What is required — Each line of the data below that holds the word "requests" is to be reported in full.

Data for this exercise —
//! Graceful shutdown for the Store service.
//!
//! Listens for SIGINT/SIGTERM and broadcasts a shutdown signal to the API
//! server and every background loop via a `tokio::sync::broadcast` channel.

use tokio::signal;
use tokio::sync::broadcast;

/// Coordinates graceful shutdown across the node's tasks.
///
/// Tasks call [`subscribe`] to get a receiver, then `select!` on it
/// alongside their main loop. When shutdown is triggered (either by OS signal
/// or programmatically), every receiver is notified.
pub struct ShutdownController {
    tx: broadcast::Sender<()>,
}

impl ShutdownController {
    pub fn new() -> Self {
        let (tx, _) = broadcast::channel(1);
        Self { tx }
    }

    /// Get a receiver that will be notified on shutdown.
    pub fn subscribe(&self) -> broadcast::Receiver<()> {
        self.tx.subscribe()
    }

    /// Trigger shutdown programmatically.
    pub fn shutdown(&self) {
        let _ = self.tx.send(());
    }

    /// Wait for SIGTERM or SIGINT, then trigger shutdown.
    pub async fn wait_for_signal(&self) {
        let ctrl_c = signal::ctrl_c();

        #[cfg(unix)]
        let terminate = async {
            signal::unix::signal(signal::unix::SignalKind::terminate())
                .expect("failed to install SIGTERM handler")
                .recv()
                .await;
        };

        #[cfg(not(unix))]
        let terminate = std::future::pending::<()>();

        tokio::select! {
            _ = ctrl_c => { tracing::info!("received SIGINT, shutting down"); }
            _ = terminate => { tracing::info!("received SIGTERM, shutting down"); }
        }

        self.shutdown();
    }
}

impl Default for ShutdownController {
    fn default() -> Self {
        Self::new()
    }
}

#[cfg(test)]
mod tests {
    use super::*;

    #[tokio::test]
    async fn programmatic_shutdown_notifies_subscribers() {
        let controller = ShutdownController::new();
        let mut rx = controller.subscribe();
        controller.shutdown();
        assert!(rx.recv().await.is_ok());
    }

    #[tokio::test]
    async fn shutdown_without_subscribers_is_harmless() {
        let controller = ShutdownController::default();
        controller.shutdown();
        let mut late = controller.subscribe();
        assert!(late.try_recv().is_err());
    }

    #[tokio::test]
    async fn multiple_subscribers_all_notified() {
        let controller = ShutdownController::new();
        let mut rx1 = controller.subscribe();
        let mut rx2 = controller.subscribe();
        controller.shutdown();
        assert!(rx1.recv().await.is_ok());
        assert!(rx2.recv().await.is_ok());
    }
}
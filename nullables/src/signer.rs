//! Nullable wallet signer: scripted approval for testing.

use std::sync::atomic::{AtomicU32, Ordering};
use std::sync::Mutex;

use async_trait::async_trait;
use chainvote_crypto::{derive_address, keypair_from_seed, sign_message};
use chainvote_ledger::UnsignedVoteTx;
use chainvote_types::{KeyPair, Signature, VoterAddress};
use chainvote_wallet::{SignerError, SignerIdentity, WalletSigner};
use tokio::sync::Notify;

/// How the signer answers the next signature requests.
#[derive(Clone, Copy, Debug, PartialEq, Eq)]
pub enum SignerBehavior {
    Approve,
    Reject,
    Unavailable,
    /// Wait until [`NullSigner::approve`] is called.
    WaitForApproval,
}

/// A deterministic signer for testing. Counts requests and signatures.
pub struct NullSigner {
    keypair: KeyPair,
    address: VoterAddress,
    behavior: Mutex<SignerBehavior>,
    gate: Notify,
    requests: AtomicU32,
    signatures: AtomicU32,
}

impl NullSigner {
    pub fn new(seed: u8) -> Self {
        let keypair = keypair_from_seed(&[seed; 32]);
        let address = derive_address(&keypair.public);
        Self {
            keypair,
            address,
            behavior: Mutex::new(SignerBehavior::Approve),
            gate: Notify::new(),
            requests: AtomicU32::new(0),
            signatures: AtomicU32::new(0),
        }
    }

    pub fn with_behavior(self, behavior: SignerBehavior) -> Self {
        self.set_behavior(behavior);
        self
    }

    pub fn set_behavior(&self, behavior: SignerBehavior) {
        *self.behavior.lock().unwrap() = behavior;
    }

    /// Release one request waiting for approval.
    pub fn approve(&self) {
        self.gate.notify_one();
    }

    pub fn address(&self) -> &VoterAddress {
        &self.address
    }

    /// Signature requests received so far.
    pub fn requests(&self) -> u32 {
        self.requests.load(Ordering::SeqCst)
    }

    /// Signatures actually produced so far.
    pub fn signatures(&self) -> u32 {
        self.signatures.load(Ordering::SeqCst)
    }

    fn sign(&self, tx: &UnsignedVoteTx) -> Result<Signature, SignerError> {
        let bytes = tx
            .signing_bytes()
            .map_err(|e| SignerError::Unavailable(e.to_string()))?;
        self.signatures.fetch_add(1, Ordering::SeqCst);
        Ok(sign_message(&bytes, &self.keypair.private))
    }
}

#[async_trait]
impl WalletSigner for NullSigner {
    async fn identity(&self) -> Result<SignerIdentity, SignerError> {
        Ok(SignerIdentity {
            address: self.address.clone(),
            public_key: self.keypair.public.clone(),
        })
    }

    async fn sign_vote(&self, tx: &UnsignedVoteTx) -> Result<Signature, SignerError> {
        self.requests.fetch_add(1, Ordering::SeqCst);
        let behavior = *self.behavior.lock().unwrap();
        match behavior {
            SignerBehavior::Approve => self.sign(tx),
            SignerBehavior::Reject => Err(SignerError::Rejected),
            SignerBehavior::Unavailable => Err(SignerError::Unavailable("wallet locked".into())),
            SignerBehavior::WaitForApproval => {
                self.gate.notified().await;
                self.sign(tx)
            }
        }
    }
}
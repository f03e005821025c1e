//! Users, session tokens and wallet links.

use chainvote_types::{UserId, UserProfile, VoterAddress};

use crate::StoreError;

/// Result of a guarded wallet link or unlink.
#[derive(Clone, Debug, PartialEq, Eq)]
pub enum WalletChange {
    /// The profile as stored after the change.
    Updated(UserProfile),
    /// The user holds a vote record, so the linked wallet can no longer change.
    LockedByVote,
    /// The address is linked to another user.
    AddressInUse(UserId),
}

pub trait UserStore {
    fn get_user(&self, id: &UserId) -> Result<Option<UserProfile>, StoreError>;

    fn put_user(&self, user: &UserProfile) -> Result<(), StoreError>;

    /// Resolve a bearer token to its user.
    fn user_for_token(&self, token: &str) -> Result<Option<UserProfile>, StoreError>;

    fn put_session(&self, token: &str, user: &UserId) -> Result<(), StoreError>;

    /// The user whose linked wallet is `address`.
    fn user_for_wallet(&self, address: &VoterAddress) -> Result<Option<UserProfile>, StoreError>;

    /// Link `wallet` to `user`, or unlink with `None`.
    ///
    /// Must check and write atomically: a user with any vote record keeps
    /// its wallet, and an address belongs to at most one user. `NotFound`
    /// for an unknown user.
    fn set_wallet(
        &self,
        user: &UserId,
        wallet: Option<&VoterAddress>,
    ) -> Result<WalletChange, StoreError>;
}
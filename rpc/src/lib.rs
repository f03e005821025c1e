//! HTTP API of the Authoritative Store.
//!
//! Provides endpoints for:
//! - Vote verification (`POST /verify/vote`)
//! - Active elections, single elections and cached results
//! - The caller's vote status and history, and their profile
//! - Admin election sync and close mirroring
//! - Health and Prometheus metrics

pub mod auth;
pub mod error;
pub mod handlers;
pub mod metrics;
pub mod server;

pub use auth::{AdminUser, AuthUser};
pub use error::ApiError;
pub use metrics::ApiMetrics;
pub use server::{router, serve, ApiServer, ApiState};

Response —
/// How the signer answers the next signature requests.
/// A deterministic signer for testing. Counts requests and signatures.
    requests: AtomicU32,
            requests: AtomicU32::new(0),
    /// Signature requests received so far.
    pub fn requests(&self) -> u32 {
        self.requests.load(Ordering::SeqCst)
        self.requests.fetch_add(1, Ordering::SeqCst);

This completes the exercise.